What to produce - Read the data, and whenever a line holds the word "LineComment", report that line.

Information provided -
++++++++
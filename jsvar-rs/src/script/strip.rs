//! Comment stripping for embedded script text.
//!
//! The text is cut into [`Segment`]s: runs of plain code, quoted strings,
//! single-line comments and block comments.  Stripping keeps code and
//! strings verbatim and drops the comments.
//!
//! At each position the scanner tries, in order:
//!
//! 1. a double-quoted string,
//! 2. a single-quoted string,
//! 3. a `//` comment (up to, not including, the line terminator),
//! 4. a `/* … */` comment (non-greedy, may span lines).
//!
//! Because a string is recognised before any comment, `"// not a comment"`
//! stays intact, and a quote inside a comment never opens a string.
//! Unterminated strings and block comments are not errors; they simply run
//! to the end of the line (strings) or of the input (block comments).  On
//! the last line the two coincide: `"open // kept` keeps its tail, while a
//! `//` on the line after an unclosed string is a comment again.

use super::quote::{line_terminator_len, scan_quoted};
use super::span::Span;

// ── Segments ──────────────────────────────────────────────────────────────────

/// What a [`Segment`] of script text is.
#[derive(Debug, Clone, Copy, PartialEq, Eq)]
pub enum SegmentKind {
    Code,
    Str,
    LineComment,
    BlockComment,
}

impl SegmentKind {
    pub fn is_comment(self) -> bool {
        matches!(self, SegmentKind::LineComment | SegmentKind::BlockComment)
    }
}

#[derive(Debug, Clone, Copy, PartialEq, Eq)]
pub struct Segment {
    pub kind: SegmentKind,
    pub span: Span,
}

/// Iterator over the segments of a script, in source order.
///
/// Segments are contiguous, non-empty and together cover the whole text.
#[derive(Debug, Clone)]
pub struct Segments<'t> {
    src: &'t [u8],
    pos: usize,
}

/// Cut `text` into code, string and comment segments.
pub fn segments(text: &str) -> Segments<'_> {
    Segments {
        src: text.as_bytes(),
        pos: 0,
    }
}

impl<'t> Segments<'t> {
    /// Which kind of non-code segment starts at `pos`, if any.
    fn special_at(&self, pos: usize) -> Option<SegmentKind> {
        match self.src.get(pos)? {
            b'"' | b'\'' => Some(SegmentKind::Str),
            b'/' => match self.src.get(pos + 1)? {
                b'/' => Some(SegmentKind::LineComment),
                b'*' => Some(SegmentKind::BlockComment),
                _ => None,
            },
            _ => None,
        }
    }

    fn line_comment_end(&self, start: usize) -> usize {
        let mut pos = start + 2;
        while pos < self.src.len() && line_terminator_len(self.src, pos).is_none() {
            pos += 1;
        }
        pos
    }

    fn block_comment_end(&self, start: usize) -> usize {
        let mut pos = start + 2;
        while pos + 1 < self.src.len() {
            if self.src[pos] == b'*' && self.src[pos + 1] == b'/' {
                return pos + 2;
            }
            pos += 1;
        }
        self.src.len()
    }
}

impl<'t> Iterator for Segments<'t> {
    type Item = Segment;

    fn next(&mut self) -> Option<Segment> {
        let start = self.pos;
        if start >= self.src.len() {
            return None;
        }
        let (kind, end) = match self.special_at(start) {
            Some(SegmentKind::Str) => (SegmentKind::Str, scan_quoted(self.src, start).end()),
            Some(SegmentKind::LineComment) => {
                (SegmentKind::LineComment, self.line_comment_end(start))
            }
            Some(SegmentKind::BlockComment) => {
                (SegmentKind::BlockComment, self.block_comment_end(start))
            }
            Some(SegmentKind::Code) | None => {
                let mut pos = start + 1;
                while pos < self.src.len() && self.special_at(pos).is_none() {
                    pos += 1;
                }
                (SegmentKind::Code, pos)
            }
        };
        self.pos = end;
        Some(Segment {
            kind,
            span: Span::new(start, end),
        })
    }
}

// ── Stripping ─────────────────────────────────────────────────────────────────

/// Remove comments from `text`, keeping everything else verbatim.
///
/// The line terminator after a `//` comment is kept, so line structure
/// outside comments survives.  Stripping is idempotent.
pub fn strip_comments(text: &str) -> String {
    let mut out = String::with_capacity(text.len());
    let mut dropped = 0usize;
    for seg in segments(text) {
        if seg.kind.is_comment() {
            dropped += 1;
        } else {
            out.push_str(seg.span.slice(text));
        }
    }
    tracing::trace!(comments = dropped, before = text.len(), after = out.len(), "stripped script");
    out
}

// ── Tests ─────────────────────────────────────────────────────────────────────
++++++++
Problem solution -
    LineComment,
        matches!(self, SegmentKind::LineComment | SegmentKind::BlockComment)
                b'/' => Some(SegmentKind::LineComment),
            Some(SegmentKind::LineComment) => {
                (SegmentKind::LineComment, self.line_comment_end(start))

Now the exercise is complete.